Gunman in Oregon college massacre committed suicide

Harper-Mercer's preoccupation with firearms dated back at least to 2012 or 2013, officials say. My Space

The gunman who killed his English professor and eight others at an Oregon community college committed suicide after a shootout with police who arrived within five minutes and exchanged fire with him almost immediately, authorities said.

Investigators had previously said the 26-year-old shooter was killed by the officers who raced to the rampage at Umpqua Community College in Roseburg, which ranks as the deadliest among dozens of U.S. mass shootings in the past two years.

Douglas County Sheriff John Hanlin told a news conference on Saturday the state medical examiner had determined that the gunman, Christopher Harper-Mercer, took his own life.

Releasing a timeline of the massacre's first hour, Hanlin said two Roseburg police officers were on the scene within five minutes, and reported to dispatch that they engaged the gunman just two minutes later. Hanlin said they "neutralized" him.

"Officers responded immediately ... there was an exchange of gunfire, (and) the shooter was neutralized," the sheriff said. "As far as the very specific information regarding whether it was an officer's bullet or his own bullet, we aren't prepared at this time to discuss."

Hanlin said an additional handgun was also recovered from the shooter's apartment, making a total of 14 weapons seized: eight from his home, and six he took to the college.

Harper-Mercer was officially identified on Friday as the assailant who survivors said stormed into the classroom of his introductory writing class on Thursday and shot the professor at point-blank range, before picking off other victims one at a time as he questioned each about their religion and whether they were Christians.

Authorities have disclosed little of what they may know about the gunman's motives.

Citing unnamed sources, CNN said he left a statement that showed animosity toward blacks. An FBI spokeswoman declined to comment on the investigation.

Bonnie Schaan, mother of 16-year-old Cheyeanne Fitzgerald who was shot in the attack, said her daughter told her the shooter chose a male student and handed him an envelope.

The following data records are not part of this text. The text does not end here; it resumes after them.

//! Explicit Runge-Kutta integration over one tick interval.
//!
//! The right-hand side is any `Fn(t, &state) -> dstate/dt`. Two schemes are
//! available:
//!
//! - **RK4**: the interval is split into equal sub-steps no longer than
//!   `max_substep`.
//! - **Dormand-Prince 5(4)**: adaptive sub-steps from the embedded error
//!   estimate, never longer than `max_substep` and never shorter than
//!   `min_substep`.
//!
//! Both are synchronous and bounded: the number of right-hand-side
//! evaluations is at most proportional to `duration / min_substep`.

use nalgebra::DVector;
use tracing::trace;

use crate::config::{IntegrationMethod, SimulationConfig};

/// Result of integrating across one interval.
#[derive(Debug, Clone, PartialEq)]
pub struct IntegrationOutcome {
    /// State at the end of the interval
    pub state: DVector<f64>,
    /// Number of accepted sub-steps
    pub accepted_steps: usize,
    /// Number of rejected sub-steps (adaptive scheme only)
    pub rejected_steps: usize,
}

/// One classic RK4 step of size `h` starting at time `t`.
pub fn rk4_step<F>(f: &F, t: f64, state: &DVector<f64>, h: f64) -> DVector<f64>
where
    F: Fn(f64, &DVector<f64>) -> DVector<f64>,
{
    let k1 = f(t, state);
    let k2 = f(t + h / 2.0, &(state + &k1 * (h / 2.0)));
    let k3 = f(t + h / 2.0, &(state + &k2 * (h / 2.0)));
    let k4 = f(t + h, &(state + &k3 * h));
    state + (k1 + k2 * 2.0 + k3 * 2.0 + k4) * (h / 6.0)
}

/// Integrate from `t0` over `duration` with the configured scheme.
pub fn integrate<F>(
    f: &F,
    t0: f64,
    state: &DVector<f64>,
    duration: f64,
    config: &SimulationConfig,
) -> IntegrationOutcome
where
    F: Fn(f64, &DVector<f64>) -> DVector<f64>,
{
    if duration.is_nan() || duration <= 0.0 || state.is_empty() {
        return IntegrationOutcome {
            state: state.clone(),
            accepted_steps: 0,
            rejected_steps: 0,
        };
    }

    match config.method {
        IntegrationMethod::Rk4 => integrate_rk4(f, t0, state, duration, config.max_substep),
        IntegrationMethod::DormandPrince => integrate_dormand_prince(f, t0, state, duration, config),
    }
}

fn integrate_rk4<F>(
    f: &F,
    t0: f64,
    state: &DVector<f64>,
    duration: f64,
    max_substep: f64,
) -> IntegrationOutcome
where
    F: Fn(f64, &DVector<f64>) -> DVector<f64>,
{
    let num_steps = ((duration / max_substep).ceil() as usize).max(1);
    let h = duration / num_steps as f64;

    let mut x = state.clone();
    for i in 0..num_steps {
        x = rk4_step(f, t0 + i as f64 * h, &x, h);
    }

    IntegrationOutcome {
        state: x,
        accepted_steps: num_steps,
        rejected_steps: 0,
    }
}

// Dormand-Prince 5(4) tableau
const C2: f64 = 1.0 / 5.0;
const C3: f64 = 3.0 / 10.0;
const C4: f64 = 4.0 / 5.0;
const C5: f64 = 8.0 / 9.0;

const A21: f64 = 1.0 / 5.0;
const A31: f64 = 3.0 / 40.0;
const A32: f64 = 9.0 / 40.0;
const A41: f64 = 44.0 / 45.0;
const A42: f64 = -56.0 / 15.0;
const A43: f64 = 32.0 / 9.0;
const A51: f64 = 19372.0 / 6561.0;
const A52: f64 = -25360.0 / 2187.0;
const A53: f64 = 64448.0 / 6561.0;
const A54: f64 = -212.0 / 729.0;
const A61: f64 = 9017.0 / 3168.0;
const A62: f64 = -355.0 / 33.0;
const A63: f64 = 46732.0 / 5247.0;
const A64: f64 = 49.0 / 176.0;
const A65: f64 = -5103.0 / 18656.0;

// 5th order weights (also the last stage, FSAL)
const B1: f64 = 35.0 / 384.0;
const B3: f64 = 500.0 / 1113.0;
const B4: f64 = 125.0 / 192.0;
const B5: f64 = -2187.0 / 6784.0;
const B6: f64 = 11.0 / 84.0;

// 5th minus 4th order weights
const E1: f64 = 71.0 / 57600.0;
const E3: f64 = -71.0 / 16695.0;
const E4: f64 = 71.0 / 1920.0;
const E5: f64 = -17253.0 / 339200.0;
const E6: f64 = 22.0 / 525.0;
const E7: f64 = -1.0 / 40.0;

const SAFETY: f64 = 0.9;
const MIN_FACTOR: f64 = 0.2;
const MAX_FACTOR: f64 = 5.0;

fn integrate_dormand_prince<F>(
    f: &F,
    t0: f64,
    state: &DVector<f64>,
    duration: f64,
    config: &SimulationConfig,
) -> IntegrationOutcome
where
    F: Fn(f64, &DVector<f64>) -> DVector<f64>,
{
    let t_end = t0 + duration;
    let tol = config.tolerance;

    let mut t = t0;
    let mut x = state.clone();
    let mut h = config.max_substep.min(duration);
    let mut k1 = f(t, &x);
    let mut accepted = 0usize;
    let mut rejected = 0usize;

    loop {
        let remaining = t_end - t;
        if remaining <= f64::EPSILON * t_end.abs().max(1.0) {
            break;
        }
        h = h.min(remaining).min(config.max_substep);

        let k2 = f(t + C2 * h, &(&x + &k1 * (A21 * h)));
        let k3 = f(t + C3 * h, &(&x + (&k1 * A31 + &k2 * A32) * h));
        let k4 = f(
            t + C4 * h,
            &(&x + (&k1 * A41 + &k2 * A42 + &k3 * A43) * h),
        );
        let k5 = f(
            t + C5 * h,
            &(&x + (&k1 * A51 + &k2 * A52 + &k3 * A53 + &k4 * A54) * h),
        );
        let k6 = f(
            t + h,
            &(&x + (&k1 * A61 + &k2 * A62 + &k3 * A63 + &k4 * A64 + &k5 * A65) * h),
        );
        let x_next = &x + (&k1 * B1 + &k3 * B3 + &k4 * B4 + &k5 * B5 + &k6 * B6) * h;
        let k7 = f(t + h, &x_next);

        let err = (&k1 * E1 + &k3 * E3 + &k4 * E4 + &k5 * E5 + &k6 * E6 + &k7 * E7) * h;
        let err_norm = err
            .iter()
            .zip(x.iter().zip(x_next.iter()))
            .map(|(e, (a, b))| e.abs() / (tol + tol * a.abs().max(b.abs())))
            .fold(0.0_f64, f64::max);

        let at_floor = h <= config.min_substep;
        if err_norm <= 1.0 || at_floor {
            t += h;
            x = x_next;
            k1 = k7;
            accepted += 1;
        } else {
            rejected += 1;
            trace!(t, h, err_norm, "rejected adaptive sub-step");
        }

        let factor = if err_norm > 0.0 && err_norm.is_finite() {
            (SAFETY * err_norm.powf(-0.2)).clamp(MIN_FACTOR, MAX_FACTOR)
        } else if err_norm == 0.0 {
            MAX_FACTOR
        } else {
            MIN_FACTOR
        };
        h = (h * factor).clamp(config.min_substep, config.max_substep);
    }

    IntegrationOutcome {
        state: x,
        accepted_steps: accepted,
        rejected_steps: rejected,
    }
}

"He told everybody else to go to the middle of the room and lay down," Schaan said, outside the hospital where her daughter remains in critical condition after having a kidney was removed.

"She was right there," Schaan told reporters. "He (the gunman) called the one guy, gave him the envelope and told him to go to the corner of the classroom because obviously he was going to be the one that was going to be telling the story."

Asked if the shooter had given anything to anyone at the scene, Sheriff Hanlin said he did not know.

'SOME KIND OF ISSUE'

In a brief statement on Saturday, the gunman's family said they were "shocked and deeply saddened by the horrific events."

Harper-Mercer's father, Ian Mercer, told CNN that his son must have had "some kind of issue" with his mental health, and wondered "how on earth" he had been able to amass his weapons cache.

"They talk about gun control. Every time something like this happens, they talk about it, and nothing is done ... It has to change," Mercer said, adding that he had "no idea" his son owned any guns.

The New York Daily News reported that the gunman's mother, Laurel Harper, had stockpiled firearms, fearing stricter gun laws and had sought out a shooting range that would let her and her son shoot without supervision.

Shelly Steele, who hired Harper, a nurse, to care for her own son, told the newspaper Harper "said she had multiple guns and believed wholeheartedly in the Second Amendment and wanted to get all the guns she could before someone outlawed them."

Harper also told her Harper-Mercer was "sickly" as a child, had "mental problems" growing up and suffered from Asperger's Syndrome.

Hanlin said investigators have to run down hundreds of leads and have seized evidence from multiple locations, including the weapons and ammunition, documents and digital media.

Late on Friday, it emerged Harper-Mercer was once turned away from a Los Angeles-area firearms academy by an instructor who told Reuters he found him "weird" and "a little bit too anxious" for high-level weapons training.

He had a month-long stint in the Army in 2008 and a preoccupation with weaponry that dated back at least two years.

At some point, Harper-Mercer, who identified himself as "mixed race" on a social networking site, appeared to have been sympathetic to the Irish Republican Army, a militant group that waged a violent campaign to drive the British from Northern Ireland. On an undated Myspace page, he posted photos of masked IRA gunmen carrying assault rifles.

His victims were named on Friday, and aged from 18 to 67. Five wounded remain hospitalized, three in critical condition.

One of those wounded, Chris Mintz, 30, a US Army veteran who served in Iraq, was credited with probably saving lives when he stopped the gunman from entering another classroom before police arrived. Mintz drew fire that left him with seven bullet wounds and two broken legs, according to his former girlfriend.

By mid-afternoon on Saturday, a GoFundMe site set up by Mintz's cousin to help pay for his treatment and recovery had received more than $660,000 in donations.